Some day this war will be over and you and me and our baby, we can sit on the front porch of the house I'm going to build for you and laugh and dream. I wish there was some promise I could make that would let you believe I'll be there when the baby is born. But I don't trust the tales the men tell about how quickly and easily the South will win this war. It just doesn't seem like something this big could work itself out so soon. I wish I could see your beautiful brown eyes right now. The thought of those eyes looking into mine is making my cheeks turn red, so I best stop for now.
I love you, Lou. The father of your child...it seems to good to be true. One day I'll come home safe to you, I promise you that. One day you'll know to look for me and Katy on the horizon. Until then.
Love,
Kid


Lou reread the letter from her bed upstairs in the station house. She hadn't cried when she'd come to the end the first time, nor the second, nor any time after that. She merely read the words until they made no sense in her head, all jumbled up and running together. It was like saying the same word over and over until it didn't even sound like a real word anymore, just a strange noise.

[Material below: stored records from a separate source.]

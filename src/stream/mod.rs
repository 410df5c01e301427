// Streaming side of the client: two WebSocket channels feeding the store
pub mod client;       // MarketLink handle: construct, reset, shutdown
pub mod dispatcher;   // raw frame -> typed envelope -> store mutation
pub mod heartbeat;    // shared keep-alive timer
pub mod reconnect;    // per-channel linear backoff state machine
pub mod status;       // aggregate connectivity pushed to observers
pub mod supervisor;   // the single event loop owning both channels
pub mod transport;    // one WebSocket connection per channel

use std::fmt;

use serde::{Deserialize, Serialize};

pub use client::MarketLink;
pub use status::{ChannelStatus, ConnectionStatus};

#[derive(Debug, Clone, Copy, PartialEq, Eq, Hash, Serialize, Deserialize)]
pub enum ChannelKind {
    MarketData,
    Trades,
}

impl ChannelKind {
    pub const ALL: [ChannelKind; 2] = [ChannelKind::MarketData, ChannelKind::Trades];

    /// Path of the stream endpoint below the WebSocket base.
    pub fn path(self) -> &'static str {
        match self {
            ChannelKind::MarketData => "/ws/market-data",
            ChannelKind::Trades => "/ws/trades",
        }
    }

    /// Envelope `type` this channel carries.
    pub fn envelope_type(self) -> &'static str {
        match self {
            ChannelKind::MarketData => "market_data",
            ChannelKind::Trades => "trade",
        }
    }

    pub fn as_str(self) -> &'static str {
        match self {
            ChannelKind::MarketData => "market-data",
            ChannelKind::Trades => "trades",
        }
    }
}

impl fmt::Display for ChannelKind {
    fn fmt(&self, f: &mut fmt::Formatter<'_>) -> fmt::Result {
        f.write_str(self.as_str())
    }
}

#[derive(Debug, Clone, Copy, PartialEq, Eq, Serialize, Deserialize)]
pub enum ChannelState {
    Connecting,
    Open,
    Closed,
}
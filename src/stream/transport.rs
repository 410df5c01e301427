// One WebSocket connection per channel. The connection task only forwards
// lifecycle events and raw text frames, in order, to the supervisor; all
// decisions (dispatch, reconnect, status) are taken there.

use futures::{SinkExt, StreamExt};
use tokio::sync::mpsc;
use tokio::task::JoinHandle;
use tokio_tungstenite::tungstenite::Message;
use tracing::{debug, info, trace, warn};

use super::{ChannelKind, ChannelState};

const OUTBOUND_BUFFER: usize = 32;

#[derive(Debug, Clone, PartialEq, Eq)]
pub enum ChannelEvent {
    Opened { channel: ChannelKind, generation: u64 },
    Message { channel: ChannelKind, generation: u64, text: String },
    Error { channel: ChannelKind, generation: u64, error: String },
    Closed { channel: ChannelKind, generation: u64, reason: String },
}

/// Owns the lifecycle of one streaming connection. Every `open()` starts a
/// new generation; events tagged with an older generation are stale and the
/// owner must ignore them (see `on_opened` / `on_closed` / `is_current`).
pub struct TransportChannel {
    kind: ChannelKind,
    url: String,
    state: ChannelState,
    generation: u64,
    outbound: Option<mpsc::Sender<String>>,
    task: Option<JoinHandle<()>>,
    events: mpsc::Sender<ChannelEvent>,
}

impl TransportChannel {
    pub fn new(kind: ChannelKind, url: String, events: mpsc::Sender<ChannelEvent>) -> Self {
        Self { kind, url, state: ChannelState::Closed, generation: 0, outbound: None, task: None, events }
    }

    pub fn url(&self) -> &str {
        &self.url
    }

    pub fn state(&self) -> ChannelState {
        self.state
    }

    pub fn is_current(&self, generation: u64) -> bool {
        generation == self.generation && self.task.is_some()
    }

    /// Start a connection attempt. No-op while connecting or open.
    pub fn open(&mut self) -> bool {
        if self.state != ChannelState::Closed {
            return false;
        }
        self.generation += 1;
        self.state = ChannelState::Connecting;

        let (tx, rx) = mpsc::channel(OUTBOUND_BUFFER);
        self.outbound = Some(tx);
        info!(channel = %self.kind, url = %self.url, generation = self.generation, "Connecting");
        self.task = Some(tokio::spawn(run_connection(
            self.kind,
            self.generation,
            self.url.clone(),
            self.events.clone(),
            rx,
        )));
        true
    }

    /// Queue a frame. Returns false (and drops the frame) unless open.
    pub fn send(&self, frame: String) -> bool {
        if self.state != ChannelState::Open {
            return false;
        }
        match self.outbound.as_ref().map(|tx| tx.try_send(frame)) {
            Some(Ok(())) => true,
            Some(Err(e)) => {
                warn!(channel = %self.kind, error = %e, "Dropping outbound frame");
                false
            }
            None => false,
        }
    }

    /// Graceful, idempotent close. Dropping the outbound sender makes the
    /// connection task send a Close frame and exit; its remaining events are
    /// stale because the generation moves on. Returns the task handle the
    /// first time so the caller may wait for the close handshake.
    pub fn close(&mut self) -> Option<JoinHandle<()>> {
        let task = self.task.take()?;
        debug!(channel = %self.kind, generation = self.generation, "Closing");
        self.generation += 1;
        self.outbound = None;
        self.state = ChannelState::Closed;
        Some(task)
    }

    pub fn on_opened(&mut self, generation: u64) -> bool {
        if !self.is_current(generation) || self.state != ChannelState::Connecting {
            return false;
        }
        self.state = ChannelState::Open;
        true
    }

    /// Returns true when this close belongs to the live connection, i.e.
    /// exactly once per connection attempt.
    pub fn on_closed(&mut self, generation: u64) -> bool {
        if !self.is_current(generation) {
            return false;
        }
        self.state = ChannelState::Closed;
        self.outbound = None;
        self.task = None;
        true
    }
}

async fn run_connection(
    channel: ChannelKind,
    generation: u64,
    url: String,
    events: mpsc::Sender<ChannelEvent>,
    mut outbound: mpsc::Receiver<String>,
) {
    let ws_stream = match tokio_tungstenite::connect_async(url.as_str()).await {
        Ok((ws_stream, response)) => {
            debug!(%channel, status = %response.status(), "WebSocket handshake complete");
            ws_stream
        }
        Err(e) => {
            let error = e.to_string();
            let _ = events.send(ChannelEvent::Error { channel, generation, error: error.clone() }).await;
            let _ = events
                .send(ChannelEvent::Closed { channel, generation, reason: format!("connect failed: {error}") })
                .await;
            return;
        }
    };

    if events.send(ChannelEvent::Opened { channel, generation }).await.is_err() {
        return;
    }

    let (mut write, mut read) = ws_stream.split();
    let reason = loop {
        tokio::select! {
            frame = outbound.recv() => match frame {
                Some(text) => {
                    trace!(%channel, %text, "Sending frame");
                    if let Err(e) = write.send(Message::Text(text)).await {
                        break format!("send failed: {e}");
                    }
                }
                None => {
                    let _ = write.send(Message::Close(None)).await;
                    let _ = write.close().await;
                    break "closed by client".to_string();
                }
            },
            msg = read.next() => match msg {
                Some(Ok(Message::Text(text))) => {
                    if events.send(ChannelEvent::Message { channel, generation, text }).await.is_err() {
                        break "supervisor gone".to_string();
                    }
                }
                Some(Ok(Message::Binary(bytes))) => match String::from_utf8(bytes) {
                    Ok(text) => {
                        if events.send(ChannelEvent::Message { channel, generation, text }).await.is_err() {
                            break "supervisor gone".to_string();
                        }
                    }
                    Err(_) => warn!(%channel, "Dropping non UTF-8 binary frame"),
                },
                Some(Ok(Message::Close(frame))) => {
                    break match frame {
                        Some(f) => format!("closed by server ({}): {}", u16::from(f.code), f.reason),
                        None => "closed by server".to_string(),
                    };
                }
                // ping/pong are answered by tungstenite
                Some(Ok(_)) => {}
                Some(Err(e)) => {
                    let error = e.to_string();
                    let _ = events.send(ChannelEvent::Error { channel, generation, error: error.clone() }).await;
                    break error;
                }
                None => break "stream ended".to_string(),
            },
        }
    };

    let _ = events.send(ChannelEvent::Closed { channel, generation, reason }).await;
}
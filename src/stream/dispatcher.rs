// Inbound frame routing: JSON envelope -> typed payload -> store mutator.
// Errors are returned to the caller (the supervisor) which logs and drops
// them; nothing here can close a channel.

use std::sync::Arc;

use serde_json::{Map, Value};
use tracing::{debug, trace};

use super::ChannelKind;
use crate::error::FrameError;
use crate::model::{MarketSnapshot, TradeExecution};
use crate::store::StateStore;

/// Outcome of a successfully parsed frame.
#[derive(Debug, Clone, PartialEq, Eq)]
pub enum Dispatched {
    Snapshot { symbol: String },
    Trade { trade_id: String },
    /// Well-formed but not for us (`pong`, wrong channel, future types).
    Ignored { kind: String },
}

pub struct Dispatcher {
    store: Arc<StateStore>,
}

impl Dispatcher {
    pub fn new(store: Arc<StateStore>) -> Self {
        Self { store }
    }

    pub fn dispatch(&self, channel: ChannelKind, raw: &str) -> Result<Dispatched, FrameError> {
        // only a JSON object is an envelope; arrays and scalars are malformed
        let mut envelope: Map<String, Value> =
            serde_json::from_str(raw).map_err(|source| FrameError::Malformed { channel, source })?;
        let kind: String = match envelope.remove("type") {
            None | Some(Value::Null) => return Err(FrameError::MissingType { channel }),
            Some(kind) => serde_json::from_value(kind).map_err(|source| FrameError::Malformed { channel, source })?,
        };

        if kind != channel.envelope_type() {
            debug!(%channel, %kind, "Ignoring frame");
            return Ok(Dispatched::Ignored { kind });
        }

        let data = match envelope.remove("data") {
            Some(Value::Null) | None => return Err(FrameError::MissingData { channel, kind }),
            Some(data) => data,
        };

        match channel {
            ChannelKind::MarketData => {
                let snapshot: MarketSnapshot = serde_json::from_value(data)
                    .map_err(|source| FrameError::InvalidPayload { channel, kind, source })?;
                let snapshot = snapshot.normalised();
                let symbol = snapshot.symbol.clone();
                trace!(%symbol, "Dispatching snapshot");
                self.store.apply_snapshot(snapshot);
                Ok(Dispatched::Snapshot { symbol })
            }
            ChannelKind::Trades => {
                let trade: TradeExecution = serde_json::from_value(data)
                    .map_err(|source| FrameError::InvalidPayload { channel, kind, source })?;
                let trade_id = trade.trade_id.clone();
                trace!(%trade_id, symbol = %trade.symbol, "Dispatching trade");
                self.store.append_trade(trade);
                Ok(Dispatched::Trade { trade_id })
            }
        }
    }
}

#[cfg(test)]
mod tests {
    use super::*;
    use crate::model::PriceLevel;

    fn setup() -> (Arc<StateStore>, Dispatcher) {
        let store = Arc::new(StateStore::default());
        (store.clone(), Dispatcher::new(store))
    }

    const TRADE: &str = r#"{"type":"trade","data":{"timestamp":"2024-01-01T00:00:00","symbol":"BTC-USDT",
        "trade_id":"1","price":"30010","quantity":"0.2","aggressor_side":"buy",
        "maker_order_id":"1","taker_order_id":"2"}}"#;

    #[test]
    fn test_market_data_frames_replace_snapshot() {
        let (store, dispatcher) = setup();
        let first = r#"{"type":"market_data","data":{"symbol":"BTC-USDT","bids":[[100,1]],"asks":[]}}"#;
        let second = r#"{"type":"market_data","data":{"timestamp":"t2","symbol":"BTC-USDT","bids":[[101,2]],"asks":[]}}"#;
        assert_eq!(
            dispatcher.dispatch(ChannelKind::MarketData, first).unwrap(),
            Dispatched::Snapshot { symbol: "BTC-USDT".into() }
        );
        dispatcher.dispatch(ChannelKind::MarketData, second).unwrap();

        let snap = store.snapshot("BTC-USDT").unwrap();
        assert_eq!(snap.bids, vec![PriceLevel::new(101.0, 2.0)]);
        assert_eq!(snap.timestamp.as_deref(), Some("t2"));
    }

    #[test]
    fn test_unsorted_levels_are_normalised() {
        let (store, dispatcher) = setup();
        let frame = r#"{"type":"market_data","data":{"symbol":"X","bids":[["1","1"],["3","1"]],"asks":[["9","1"],["7","1"]]}}"#;
        dispatcher.dispatch(ChannelKind::MarketData, frame).unwrap();
        let snap = store.snapshot("X").unwrap();
        assert_eq!(snap.best_bid().unwrap().price, 3.0);
        assert_eq!(snap.best_ask().unwrap().price, 7.0);
    }

    #[test]
    fn test_trade_frame_appends() {
        let (store, dispatcher) = setup();
        assert_eq!(
            dispatcher.dispatch(ChannelKind::Trades, TRADE).unwrap(),
            Dispatched::Trade { trade_id: "1".into() }
        );
        assert_eq!(store.trade_count(), 1);
    }

    #[test]
    fn test_malformed_frames_never_mutate_store() {
        let (store, dispatcher) = setup();
        let bad = [
            "not json",
            "",
            "[1,2,3]",
            r#"{"data":{"symbol":"BTC-USDT"}}"#,
            r#"{"type":"market_data"}"#,
            r#"{"type":"market_data","data":null}"#,
            r#"{"type":"market_data","data":{"bids":[]}}"#,
            r#"{"type":"market_data","data":{"symbol":"BTC-USDT","bids":[["x","1"]]}}"#,
            r#"{"type":7,"data":{"symbol":"BTC-USDT","bids":[],"asks":[]}}"#,
            r#"["market_data",{"symbol":"X","bids":[[1,1]],"asks":[]}]"#,
        ];
        for frame in bad {
            assert!(dispatcher.dispatch(ChannelKind::MarketData, frame).is_err(), "{frame}");
        }
        assert!(dispatcher.dispatch(ChannelKind::Trades, r#"{"type":"trade","data":{"trade_id":"1"}}"#).is_err());
        assert!(store.symbols().is_empty());
        assert_eq!(store.trade_count(), 0);
    }

    #[test]
    fn test_positional_envelope_rejected() {
        let (store, dispatcher) = setup();
        // same fields as TRADE, as a [type, data] pair
        let positional = r#"["trade",{"timestamp":"2024-01-01T00:00:00","symbol":"BTC-USDT",
            "trade_id":"1","price":"30010","quantity":"0.2","aggressor_side":"buy",
            "maker_order_id":"1","taker_order_id":"2"}]"#;
        let err = dispatcher.dispatch(ChannelKind::Trades, positional).unwrap_err();
        assert!(matches!(err, FrameError::Malformed { channel: ChannelKind::Trades, .. }), "{err}");
        assert!(store.symbols().is_empty());
        assert_eq!(store.trade_count(), 0);
    }

    #[test]
    fn test_missing_type_reported() {
        let (_, dispatcher) = setup();
        let err = dispatcher.dispatch(ChannelKind::Trades, r#"{"data":{}}"#).unwrap_err();
        assert!(matches!(err, FrameError::MissingType { channel: ChannelKind::Trades }));
    }

    #[test]
    fn test_unknown_or_misrouted_types_ignored() {
        let (store, dispatcher) = setup();
        assert_eq!(
            dispatcher.dispatch(ChannelKind::MarketData, r#"{"type":"pong"}"#).unwrap(),
            Dispatched::Ignored { kind: "pong".into() }
        );
        // trade envelope on the market-data channel
        assert!(matches!(
            dispatcher.dispatch(ChannelKind::MarketData, TRADE).unwrap(),
            Dispatched::Ignored { .. }
        ));
        assert_eq!(store.trade_count(), 0);
    }
}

Her mind saw the letter fall onto the quilt before her and she assumed she must have let it drop from her hand, but she couldn't be sure. Rising slowly, she crossed to her bureau and pulled out a worn dress she used to clean house in. Changing swiftly, she donned the dress, laced up her riding boots and walked to the window. It was late already. Rachael had come up for the last time to check on Lou before going to bed. Lou had feigned sleep, and now she knew she'd be alone till the morning.

Taking nothing with her except the letter, Lou snuck out of the house and toward the barn. Lightening was saddled and mounted in a blink, it was so automatic to Lou. Riding out into the open plains, Lou was leaving her life behind her.

***

"Can you hear me? Lou, baby, please wake up. I don't know how bad off ya are and I can't take you out in this storm for the doc, so please, baby. You gotta wake up so I'll stop worrying."

Lou felt his face close to her's, his arms holding her in his lap. She wanted to respond but as she began to move her lips to form the words, Kid and his reality slipped farther and farther from her and she found herself in the past once again. Old demons to be faced...

***

Lou's head was aching. That was the first thing she noticed. Then she felt a wind move across her body and she shivered. But when she felt a blanket being pulled up over her shoulders, Lou's eyes flew open as she gasped in shock.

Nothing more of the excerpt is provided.